* Work to complete: Scan the listing below for the word "claims" and copy every line where it occurs.

* Listed records:
........

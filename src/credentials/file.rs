use std::fs;
use std::io::ErrorKind;
use std::path::{Path, PathBuf};

use crate::credentials::{CredentialError, CredentialResult, CredentialStore};
use crate::domain::types::BearerToken;

/// Stores the token as the only content of a file.
///
/// A missing or blank file means no credential.
#[derive(Debug, Clone)]
pub struct FileCredentialStore {
    path: PathBuf,
}

impl FileCredentialStore {
    pub fn new(path: impl Into<PathBuf>) -> Self {
        Self { path: path.into() }
    }

    pub fn path(&self) -> &Path {
        &self.path
    }
}

impl CredentialStore for FileCredentialStore {
    fn load(&self) -> CredentialResult<Option<BearerToken>> {
        let content = match fs::read_to_string(&self.path) {
            Ok(content) => content,
            Err(e) if e.kind() == ErrorKind::NotFound => return Ok(None),
            Err(e) => return Err(e.into()),
        };
        let content = content.trim();
        if content.is_empty() {
            return Ok(None);
        }
        BearerToken::new(content)
            .map(Some)
            .map_err(|_| CredentialError::Invalid)
    }

    fn save(&self, token: &BearerToken) -> CredentialResult<()> {
        if let Some(parent) = self.path.parent() {
            if !parent.as_os_str().is_empty() {
                fs::create_dir_all(parent)?;
            }
        }
        fs::write(&self.path, token.as_str())?;
        Ok(())
    }

    fn remove(&self) -> CredentialResult<()> {
        match fs::remove_file(&self.path) {
            Ok(()) => Ok(()),
            Err(e) if e.kind() == ErrorKind::NotFound => Ok(()),
            Err(e) => Err(e.into()),
        }
    }
}
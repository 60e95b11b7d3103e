//! Helpers for integration tests.
//!
//! [`MockServer`] is a small axum application that behaves like the REST API:
//! login issues a bearer token and a refresh cookie, refresh requires the
//! cookie and rotates the token, and protected endpoints answer 401 for any
//! token other than the current one.

#![allow(dead_code)]

use std::sync::atomic::{AtomicUsize, Ordering};
use std::sync::{Arc, Mutex};

use axum::extract::{Path, State};
use axum::http::{HeaderMap, StatusCode, header};
use axum::response::{IntoResponse, Response};
use axum::routing::{get, post, put};
use axum::{Json, Router};
use serde_json::{Value, json};
use tempfile::TempDir;
use tokio::net::TcpListener;
use tokio::task::JoinHandle;

use tourist_routes::api::http::HttpApi;
use tourist_routes::credentials::FileCredentialStore;
use tourist_routes::models::config::ClientConfig;
use tourist_routes::session::Session;

pub const PASSWORD: &str = "secret";
const REFRESH_COOKIE: &str = "refreshToken=refresh-1";

#[derive(Default)]
pub struct MockState {
    current_token: Mutex<String>,
    issued: AtomicUsize,
    refresh_calls: AtomicUsize,
    route_list_calls: AtomicUsize,
    saved_routes: Mutex<Vec<Value>>,
}

impl MockState {
    fn issue(&self) -> String {
        let n = self.issued.fetch_add(1, Ordering::SeqCst) + 1;
        let token = format!("token-{n}");
        *self.current_token.lock().unwrap() = token.clone();
        token
    }

    fn authorized(&self, headers: &HeaderMap) -> bool {
        let expected = format!("Bearer {}", self.current_token.lock().unwrap());
        headers
            .get(header::AUTHORIZATION)
            .and_then(|v| v.to_str().ok())
            .is_some_and(|v| v == expected)
    }
}

pub struct MockServer {
    pub base_url: String,
    pub state: Arc<MockState>,
    handle: JoinHandle<()>,
}

impl MockServer {
    pub async fn start() -> Self {
        let state = Arc::new(MockState::default());
        let app = Router::new()
            .route("/v1/auth/login", post(login))
            .route("/v1/auth/refresh", post(refresh))
            .route("/v1/places", post(list_places))
            .route("/v1/routes/simple-info", get(list_routes))
            .route("/v1/routes/full-info/{id}", get(get_route))
            .route("/v1/routes", post(create_route))
            .route("/v1/routes/{id}", put(update_route))
            .route("/v1/users", get(list_users))
            .with_state(state.clone());

        let listener = TcpListener::bind("127.0.0.1:0").await.unwrap();
        let addr = listener.local_addr().unwrap();
        let handle = tokio::spawn(async move {
            axum::serve(listener, app).await.unwrap();
        });

        Self {
            base_url: format!("http://{addr}"),
            state,
            handle,
        }
    }

    /// Invalidates every token handed out so far.
    pub fn expire_tokens(&self) {
        *self.state.current_token.lock().unwrap() = "expired".to_string();
    }

    pub fn refresh_calls(&self) -> usize {
        self.state.refresh_calls.load(Ordering::SeqCst)
    }

    pub fn route_list_calls(&self) -> usize {
        self.state.route_list_calls.load(Ordering::SeqCst)
    }

    pub fn saved_routes(&self) -> Vec<Value> {
        self.state.saved_routes.lock().unwrap().clone()
    }

    pub fn config(&self, dir: &TempDir) -> ClientConfig {
        ClientConfig {
            api_base_url: self.base_url.clone(),
            token_path: dir.path().join("token"),
            request_timeout_secs: 5,
        }
    }

    /// Fresh client (empty cookie jar) and a session persisted under `dir`.
    pub fn client(&self, dir: &TempDir) -> (HttpApi, Session) {
        let config = self.config(dir);
        let api = HttpApi::new(&config).unwrap();
        let store = FileCredentialStore::new(config.token_path);
        let session = Session::new(Arc::new(store)).unwrap();
        (api, session)
    }
}

impl Drop for MockServer {
    fn drop(&mut self) {
        self.handle.abort();
    }
}

async fn login(State(state): State<Arc<MockState>>, Json(body): Json<Value>) -> Response {
    if body["password"] != PASSWORD {
        return StatusCode::UNAUTHORIZED.into_response();
    }
    let token = state.issue();
    (
        [(header::SET_COOKIE, format!("{REFRESH_COOKIE}; Path=/; HttpOnly"))],
        Json(json!({ "token": token })),
    )
        .into_response()
}

async fn refresh(State(state): State<Arc<MockState>>, headers: HeaderMap) -> Response {
    state.refresh_calls.fetch_add(1, Ordering::SeqCst);
    let has_cookie = headers
        .get_all(header::COOKIE)
        .iter()
        .filter_map(|v| v.to_str().ok())
        .any(|v| v.split(';').any(|c| c.trim() == REFRESH_COOKIE));
    if !has_cookie {
        return StatusCode::UNAUTHORIZED.into_response();
    }
    Json(json!({ "token": state.issue() })).into_response()
}

async fn list_places(State(state): State<Arc<MockState>>, headers: HeaderMap) -> Response {
    if !state.authorized(&headers) {
        return StatusCode::UNAUTHORIZED.into_response();
    }
    Json(json!([
        {
            "id": "p1",
            "name": "Cathedral",
            "photosUrl": ["cathedral.jpg", null],
            "description": "Old cathedral",
            "cost": 100.0,
            "latitude": 55.75,
            "longitude": 37.61,
            "categoryName": "Churches",
            "districtName": "Center"
        },
        {
            "id": "p2",
            "name": "Embankment",
            "photosUrl": null,
            "description": null,
            "cost": null,
            "latitude": 55.74,
            "longitude": null,
            "categoryName": null,
            "districtName": null
        }
    ]))
    .into_response()
}

async fn list_routes(State(state): State<Arc<MockState>>, headers: HeaderMap) -> Response {
    state.route_list_calls.fetch_add(1, Ordering::SeqCst);
    if !state.authorized(&headers) {
        return StatusCode::UNAUTHORIZED.into_response();
    }
    Json(json!([
        { "id": "r1", "name": "Old town" },
        { "id": "r2", "name": "Parks" }
    ]))
    .into_response()
}

async fn get_route(
    State(state): State<Arc<MockState>>,
    Path(id): Path<String>,
    headers: HeaderMap,
) -> Response {
    if !state.authorized(&headers) {
        return StatusCode::UNAUTHORIZED.into_response();
    }
    if id != "r1" {
        return StatusCode::NOT_FOUND.into_response();
    }
    Json(json!({
        "id": "r1",
        "name": "Old town",
        "routePlaces": [
            { "placeId": "p2", "placePosition": 3, "placeName": "Embankment" },
            {
                "placeId": "p1",
                "placePosition": 0,
                "placeName": "Cathedral",
                "cost": 100.0,
                "latitude": 55.75,
                "longitude": 37.61
            }
        ]
    }))
    .into_response()
}

async fn create_route(
    State(state): State<Arc<MockState>>,
    headers: HeaderMap,
    Json(body): Json<Value>,
) -> Response {
    if !state.authorized(&headers) {
        return StatusCode::UNAUTHORIZED.into_response();
    }
    let name = body["name"].clone();
    state.saved_routes.lock().unwrap().push(body);
    Json(json!({ "id": "r-new", "name": name })).into_response()
}

async fn update_route(
    State(state): State<Arc<MockState>>,
    Path(_id): Path<String>,
    headers: HeaderMap,
    Json(body): Json<Value>,
) -> Response {
    if !state.authorized(&headers) {
        return StatusCode::UNAUTHORIZED.into_response();
    }
    state.saved_routes.lock().unwrap().push(body);
    StatusCode::NO_CONTENT.into_response()
}

async fn list_users(State(state): State<Arc<MockState>>, headers: HeaderMap) -> Response {
    if !state.authorized(&headers) {
        return StatusCode::UNAUTHORIZED.into_response();
    }
    StatusCode::FORBIDDEN.into_response()
}
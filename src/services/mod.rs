//! One function per user action.
//!
//! Services take the [`Session`](crate::session::Session) and an API
//! implementation, run authenticated calls through the
//! [`SessionExecutor`](crate::session::SessionExecutor) and translate
//! failures into [`ServiceError`].

use crate::api::ApiError;
use crate::session::SessionError;

pub mod auth;
pub mod errors;
pub mod places;
pub mod route_editor;
pub mod routes;
pub mod users;

pub use errors::{ServiceError, ServiceResult};

/// Logs a failed action and converts the error for the caller.
///
/// Expired sessions are expected and only warned about.
pub(crate) fn failed(action: &str, error: SessionError) -> ServiceError {
    match &error {
        SessionError::MissingCredential
        | SessionError::RefreshFailed(_)
        | SessionError::Api(ApiError::AuthenticationExpired) => {
            log::warn!("Failed to {action}: {error}");
        }
        SessionError::Cancelled => log::debug!("Cancelled {action}"),
        _ => log::error!("Failed to {action}: {error}"),
    }
    error.into()
}
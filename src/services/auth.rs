use crate::api::{ApiError, AuthApi};
use crate::domain::auth::UserInfo;
use crate::domain::navigation::AppRoute;
use crate::forms::auth::{LoginPayload, RegisterPayload};
use crate::session::Session;

use super::{ServiceError, ServiceResult};

fn is_rejection(error: &ApiError) -> bool {
    match error {
        ApiError::AuthenticationExpired | ApiError::AuthorizationDenied | ApiError::NotFound => {
            true
        }
        ApiError::Status { status, .. } => (400..500).contains(status),
        _ => false,
    }
}

/// Exchanges credentials for a bearer token and stores it in the session.
///
/// On success the user should land on the dashboard.
pub async fn login<A>(payload: LoginPayload, session: &Session, api: &A) -> ServiceResult<AppRoute>
where
    A: AuthApi + ?Sized,
{
    let token = match api.login(&payload).await {
        Ok(token) => token,
        Err(e) if is_rejection(&e) => {
            log::warn!("Login rejected for {}: {e}", payload.email.as_str());
            return Err(ServiceError::InvalidCredentials);
        }
        Err(e) => {
            log::error!("Failed to log in: {e}");
            return Err(e.into());
        }
    };

    session.set_token(&token).map_err(|e| {
        log::error!("Failed to store token: {e}");
        ServiceError::from(e)
    })?;
    Ok(AppRoute::Dashboard)
}

/// Creates an account. The user is sent to the login page afterwards.
pub async fn register<A>(payload: RegisterPayload, api: &A) -> ServiceResult<AppRoute>
where
    A: AuthApi + ?Sized,
{
    match api.register(&payload).await {
        Ok(()) => Ok(AppRoute::Login),
        Err(e) => {
            log::error!("Failed to register {}: {e}", payload.email.as_str());
            Err(e.into())
        }
    }
}

pub fn logout(session: &Session) -> ServiceResult<AppRoute> {
    session.clear_token().map_err(|e| {
        log::error!("Failed to clear token: {e}");
        ServiceError::from(e)
    })?;
    Ok(AppRoute::Login)
}

/// Identity claims of the logged-in user, read from the stored token.
pub fn current_user(session: &Session) -> ServiceResult<UserInfo> {
    let token = session.token()?;
    UserInfo::from_token(&token).map_err(|e| {
        log::error!("Failed to decode token claims: {e}");
        ServiceError::from(e)
    })
}
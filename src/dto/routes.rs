use crate::domain::route::{RouteDraft, RoutePlaceEntry};

const UNNAMED_PLACE: &str = "Unnamed place";

/// Row of the route table; `order` is one-based.
#[derive(Debug, Clone, PartialEq)]
pub struct RoutePlaceRowDto {
    pub order: usize,
    pub place_id: String,
    pub name: String,
    pub cost: String,
}

impl From<&RoutePlaceEntry> for RoutePlaceRowDto {
    fn from(entry: &RoutePlaceEntry) -> Self {
        Self {
            order: entry.position.get() + 1,
            place_id: entry.place_id.as_str().to_string(),
            name: entry
                .name
                .as_ref()
                .map_or(UNNAMED_PLACE.to_string(), |n| n.as_str().to_string()),
            cost: format!("{:.2}", entry.cost.map_or(0.0, |c| c.get())),
        }
    }
}

/// Table and totals for a route being edited.
#[derive(Debug, Clone, PartialEq)]
pub struct RouteOverviewDto {
    pub name: String,
    pub rows: Vec<RoutePlaceRowDto>,
    pub total_cost: String,
    pub total_length_km: String,
    /// Set when places exist but none can be drawn on a map.
    pub missing_coordinates: bool,
}

impl From<&RouteDraft> for RouteOverviewDto {
    fn from(draft: &RouteDraft) -> Self {
        Self {
            name: draft.name().to_string(),
            rows: draft.entries().iter().map(RoutePlaceRowDto::from).collect(),
            total_cost: format!("{:.2}", draft.total_cost()),
            total_length_km: format!("{:.2}", draft.total_path_length_km()),
            missing_coordinates: !draft.is_empty() && draft.mappable_entries().next().is_none(),
        }
    }
}

#[cfg(test)]
mod tests {
    use super::*;
    use crate::domain::route::PlaceAdditionInfo;
    use crate::domain::types::{PlaceCost, PlaceId, PlaceName};

    #[test]
    fn overview_formats_rows_and_totals() {
        let mut draft = RouteDraft::new();
        draft.rename("Trip");
        for (id, cost) in [("a", Some(100.0)), ("b", None)] {
            draft
                .add_place(PlaceAdditionInfo {
                    id: PlaceId::new(id).unwrap(),
                    name: PlaceName::new(id.to_uppercase()).unwrap(),
                    cost: cost.map(|c| PlaceCost::new(c).unwrap()),
                    coordinates: None,
                })
                .unwrap();
        }

        let overview = RouteOverviewDto::from(&draft);
        assert_eq!(overview.rows[0].order, 1);
        assert_eq!(overview.rows[1].cost, "0.00");
        assert_eq!(overview.total_cost, "100.00");
        assert_eq!(overview.total_length_km, "0.00");
        assert!(overview.missing_coordinates);
    }
}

........

* Worked solution:
/// Identity claims of the logged-in user, read from the stored token.
        log::error!("Failed to decode token claims: {e}");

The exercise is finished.